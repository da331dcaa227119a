//! The table-setup dialog orchestrator.
//!
//! An explicit handle the owning UI holds (`open`/`close`/`reset`), not a
//! shared singleton. It owns the session draft, the per-mode data caches,
//! and the guard context; everything that crosses back to the UI goes out
//! through the [`DialogEvent`] channel returned by [`TableSetupDialog::new`]:
//! new-list payloads, redirects, alerts, and confirmation prompts.
//!
//! Confirmation is modeled as a suspended action: a `Confirm` decision from
//! the preflight guard parks the submission until the user resolves it with
//! `confirm()` or `cancel()`.

use chrono::NaiveDate;
use tokio::sync::mpsc::{self, UnboundedReceiver, UnboundedSender};
use tracing::{debug, info, instrument};

use crate::api::SetupApi;
use crate::binder::AsyncDataBinder;
use crate::criteria::CriterionField;
use crate::dispatch::{self, SavedListOutcome};
use crate::domain::{ChallengeInfo, PlayOption, SearchCategory, SourceMode};
use crate::draft::{reduce, DraftEvent, SessionDraft};
use crate::guard::{self, PreflightContext, PreflightDecision};
use crate::protocol::TablePayload;
use crate::util::BusyFlag;

/// Everything the dialog reports back to the embedding UI.
#[derive(Debug)]
pub enum DialogEvent {
    /// A submission succeeded; load this into the current table.
    LoadNewList(TablePayload),
    /// A flashcard submission succeeded; navigate the browser here.
    Redirect(String),
    /// Dismissable error notification.
    Alert { title: String, message: String },
    /// A submission is parked pending explicit user confirmation.
    ConfirmNeeded { prompt: String },
}

/// Where the viewer currently sits, for the preflight guard.
#[derive(Clone, Debug)]
pub struct TableContext {
    /// Existing table targeted by submissions; 0 means none.
    pub tablenum: u32,
    pub current_host: String,
    pub username: String,
    pub table_is_multiplayer: bool,
    pub game_going: bool,
}

/// One submission-triggering user action.
#[derive(Clone, Copy, Debug, PartialEq, Eq)]
pub enum SubmitAction {
    Challenge,
    WordSearch,
    SavedList { list_id: u32, option: PlayOption },
    PrebuiltList,
    FlashcardWordSearch,
    FlashcardSavedList { list_id: u32, option: PlayOption },
    FlashcardPrebuiltList,
}

/// URL of an existing table, for join-style redirects.
pub fn join_table_url(tablenum: u32) -> String {
    format!("/table/{}", tablenum)
}

pub struct TableSetupDialog<A: SetupApi> {
    api: A,
    ctx: TableContext,
    draft: SessionDraft,
    binder: AsyncDataBinder,
    busy: BusyFlag,
    events: UnboundedSender<DialogEvent>,
    pending: Option<SubmitAction>,
    is_open: bool,
}

impl<A: SetupApi> TableSetupDialog<A> {
    pub fn new(
        api: A,
        ctx: TableContext,
        lexicon: u32,
        today: NaiveDate,
    ) -> (Self, UnboundedReceiver<DialogEvent>) {
        let (tx, rx) = mpsc::unbounded_channel();
        let busy = BusyFlag::new();
        let dialog = Self {
            api,
            ctx,
            draft: SessionDraft::new(lexicon, today),
            binder: AsyncDataBinder::new(busy.clone()),
            busy,
            events: tx,
            pending: None,
            is_open: false,
        };
        (dialog, rx)
    }

    pub fn draft(&self) -> &SessionDraft {
        &self.draft
    }

    pub fn binder(&self) -> &AsyncDataBinder {
        &self.binder
    }

    pub fn is_busy(&self) -> bool {
        self.busy.is_busy()
    }

    pub fn is_open(&self) -> bool {
        self.is_open
    }

    pub fn has_pending_confirmation(&self) -> bool {
        self.pending.is_some()
    }

    /// The guard context can go stale while the dialog sits open (hosts
    /// change, games start); the owner pushes updates here.
    pub fn set_table_context(&mut self, ctx: TableContext) {
        self.ctx = ctx;
    }

    /// Open the dialog and re-fetch the active mode's data. Nothing
    /// persists client-side across close/reopen except the draft itself.
    pub async fn open(&mut self) {
        self.is_open = true;
        self.reset().await;
    }

    pub fn close(&mut self) {
        self.is_open = false;
        self.pending = None;
    }

    /// Reload whatever the active mode renders against.
    pub async fn reset(&mut self) {
        self.load_for_mode(self.draft.active_mode).await;
    }

    #[instrument(level = "info", skip(self))]
    async fn load_for_mode(&mut self, mode: SourceMode) {
        match mode {
            SourceMode::Challenge => {
                self.binder
                    .load_challenge_history(&self.api, self.draft.lexicon, self.draft.current_date)
                    .await;
                self.binder
                    .load_leaderboard(
                        &self.api,
                        self.draft.lexicon,
                        self.draft.current_date,
                        self.draft.current_challenge,
                    )
                    .await;
            }
            // Word-search criteria are edited entirely client-side.
            SourceMode::WordSearch => {}
            SourceMode::SavedList => {
                self.binder.load_saved_lists(&self.api, self.draft.lexicon).await;
            }
            SourceMode::PrebuiltList => {
                let first = self
                    .binder
                    .load_prebuilt_lists(&self.api, self.draft.lexicon)
                    .await;
                if let Some(first) = first {
                    if self.draft.selected_prebuilt.is_none() {
                        self.draft = reduce(&self.draft, &DraftEvent::PrebuiltSelected(first));
                    }
                }
            }
        }
    }

    /// Switch the active source mode. Data for the newly active mode is
    /// reloaded unconditionally; it may have gone stale while hidden.
    pub async fn select_mode(&mut self, mode: SourceMode) {
        self.draft = reduce(&self.draft, &DraftEvent::ModeSelected(mode));
        self.load_for_mode(mode).await;
    }

    /// A lexicon change reloads the active mode's data and also counts as a
    /// challenge-params change for any selected challenge's leaderboard.
    pub async fn set_lexicon(&mut self, lexicon: u32) {
        self.draft = reduce(&self.draft, &DraftEvent::LexiconChanged(lexicon));
        self.load_for_mode(self.draft.active_mode).await;
        if self.draft.active_mode != SourceMode::Challenge {
            self.binder
                .load_leaderboard(
                    &self.api,
                    self.draft.lexicon,
                    self.draft.current_date,
                    self.draft.current_challenge,
                )
                .await;
        }
    }

    pub async fn set_date(&mut self, date: NaiveDate) {
        self.draft = reduce(&self.draft, &DraftEvent::DateChanged(date));
        self.load_for_mode(self.draft.active_mode).await;
        if self.draft.active_mode != SourceMode::Challenge {
            self.binder
                .load_leaderboard(
                    &self.api,
                    self.draft.lexicon,
                    self.draft.current_date,
                    self.draft.current_challenge,
                )
                .await;
        }
    }

    /// Select a challenge; its fixed duration/question count overwrite the
    /// session fields and multiplayer turns off.
    pub async fn select_challenge(&mut self, info: &ChallengeInfo) {
        self.draft = reduce(
            &self.draft,
            &DraftEvent::ChallengeSelected {
                id: info.id,
                seconds: info.seconds,
                num_questions: info.num_questions,
            },
        );
        self.binder
            .load_leaderboard(
                &self.api,
                self.draft.lexicon,
                self.draft.current_date,
                self.draft.current_challenge,
            )
            .await;
    }

    pub fn set_multiplayer(&mut self, on: bool) {
        self.draft = reduce(&self.draft, &DraftEvent::MultiplayerSet(on));
    }

    pub fn select_prebuilt(&mut self, id: u32) {
        self.draft = reduce(&self.draft, &DraftEvent::PrebuiltSelected(id));
    }

    //
    // Criteria-row passthrough. The refusal cases come back as false and
    // surface as disabled affordances, never as errors.
    //

    pub fn add_search_row(&mut self) -> bool {
        self.draft.criteria.add()
    }

    pub fn can_add_search_row(&self) -> bool {
        self.draft.criteria.can_add()
    }

    pub fn remove_search_row(&mut self, index: usize) -> bool {
        self.draft.criteria.remove(index)
    }

    pub fn remove_search_row_disabled(&self) -> bool {
        self.draft.criteria.remove_disabled()
    }

    pub fn set_search_category(&mut self, index: usize, category: SearchCategory) -> bool {
        self.draft.criteria.set_category(index, category)
    }

    pub fn set_search_field(&mut self, index: usize, field: CriterionField) -> bool {
        self.draft.criteria.set_field(index, field)
    }

    /// Upload a word-list file; a successful upload refreshes the saved-list
    /// inventory.
    #[instrument(level = "info", skip(self, contents))]
    pub async fn upload_list(&mut self, file_name: &str, contents: Vec<u8>) {
        let res = {
            let _busy = self.busy.acquire();
            self.api
                .upload_list(file_name, contents, self.draft.lexicon)
                .await
        };
        match res {
            Ok(()) => {
                self.binder.load_saved_lists(&self.api, self.draft.lexicon).await;
            }
            Err(e) => self.alert(format!("Failed to upload list: {}", e)),
        }
    }

    /// Run the preflight guard and either dispatch now, refuse with an
    /// alert, or park the action pending confirmation. While an action is
    /// parked, further submissions are ignored until the user resolves the
    /// prompt with `confirm()` or `cancel()`.
    #[instrument(level = "info", skip(self))]
    pub async fn submit(&mut self, action: SubmitAction) {
        if self.pending.is_some() {
            debug!(target: "setup_dialog", ?action, "Ignoring submission while one awaits confirmation");
            return;
        }
        let ctx = PreflightContext {
            game_going: self.ctx.game_going,
            current_host: self.ctx.current_host.clone(),
            username: self.ctx.username.clone(),
            tablenum: self.ctx.tablenum,
            table_is_multiplayer: self.ctx.table_is_multiplayer,
            requested_multiplayer: self.draft.multiplayer_on,
        };
        match guard::evaluate(&ctx) {
            PreflightDecision::Proceed => self.execute(action).await,
            PreflightDecision::Block { message } => self.alert(message),
            PreflightDecision::Confirm { prompt } => {
                self.pending = Some(action);
                self.send(DialogEvent::ConfirmNeeded { prompt });
            }
        }
    }

    /// Resume the parked submission, if any.
    pub async fn confirm(&mut self) {
        if let Some(action) = self.pending.take() {
            info!(target: "setup_dialog", ?action, "Confirmed pending submission");
            self.execute(action).await;
        }
    }

    /// Drop the parked submission, if any.
    pub fn cancel(&mut self) {
        self.pending = None;
    }

    async fn execute(&mut self, action: SubmitAction) {
        let tablenum = self.ctx.tablenum;
        match action {
            SubmitAction::Challenge => {
                match dispatch::submit_challenge(&self.api, &self.busy, &self.draft, tablenum).await
                {
                    Ok(payload) => self.send(DialogEvent::LoadNewList(payload)),
                    Err(e) => self.alert(format!("Failed to load challenge: {}", e)),
                }
            }
            SubmitAction::WordSearch => {
                match dispatch::submit_search(&self.api, &self.busy, &self.draft, tablenum).await {
                    Ok(payload) => self.send(DialogEvent::LoadNewList(payload)),
                    Err(e) => self.alert(format!("Failed to load search: {}", e)),
                }
            }
            SubmitAction::SavedList { list_id, option } => {
                match dispatch::submit_saved_list(
                    &self.api, &self.busy, &self.draft, tablenum, list_id, option,
                )
                .await
                {
                    Ok(SavedListOutcome::Loaded(payload)) => {
                        self.send(DialogEvent::LoadNewList(payload));
                    }
                    Ok(SavedListOutcome::Deleted) => {
                        // No session load; just bring the inventory current.
                        self.binder.load_saved_lists(&self.api, self.draft.lexicon).await;
                    }
                    Err(e) => {
                        let verb = if option == PlayOption::Delete {
                            "delete"
                        } else {
                            "load"
                        };
                        self.alert(format!("Failed to {} list: {}", verb, e));
                    }
                }
            }
            SubmitAction::PrebuiltList => {
                match dispatch::submit_prebuilt_list(&self.api, &self.busy, &self.draft, tablenum)
                    .await
                {
                    Ok(payload) => self.send(DialogEvent::LoadNewList(payload)),
                    Err(e) => self.alert(format!("Failed to load list: {}", e)),
                }
            }
            SubmitAction::FlashcardWordSearch => {
                match dispatch::submit_search_flashcards(&self.api, &self.busy, &self.draft).await {
                    Ok(url) => self.send(DialogEvent::Redirect(url)),
                    Err(e) => self.alert(format!("Failed to process: {}", e)),
                }
            }
            SubmitAction::FlashcardSavedList { list_id, option } => {
                match dispatch::submit_saved_list_flashcards(
                    &self.api, &self.busy, &self.draft, list_id, option,
                )
                .await
                {
                    Ok(url) => self.send(DialogEvent::Redirect(url)),
                    Err(e) => self.alert(format!("Failed to process: {}", e)),
                }
            }
            SubmitAction::FlashcardPrebuiltList => {
                match dispatch::submit_prebuilt_list_flashcards(&self.api, &self.busy, &self.draft)
                    .await
                {
                    Ok(url) => self.send(DialogEvent::Redirect(url)),
                    Err(e) => self.alert(format!("Failed to process: {}", e)),
                }
            }
        }
    }

    fn alert(&self, message: String) {
        self.send(DialogEvent::Alert {
            title: "Error".to_string(),
            message,
        });
    }

    fn send(&self, event: DialogEvent) {
        // A dropped receiver just means nobody is rendering anymore.
        let _ = self.events.send(event);
    }
}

Exercise details:
Across the listing above, report every line where "TableSetupDialog" occurs.

Result of this task:
//! through the [`DialogEvent`] channel returned by [`TableSetupDialog::new`]:
pub struct TableSetupDialog<A: SetupApi> {
impl<A: SetupApi> TableSetupDialog<A> {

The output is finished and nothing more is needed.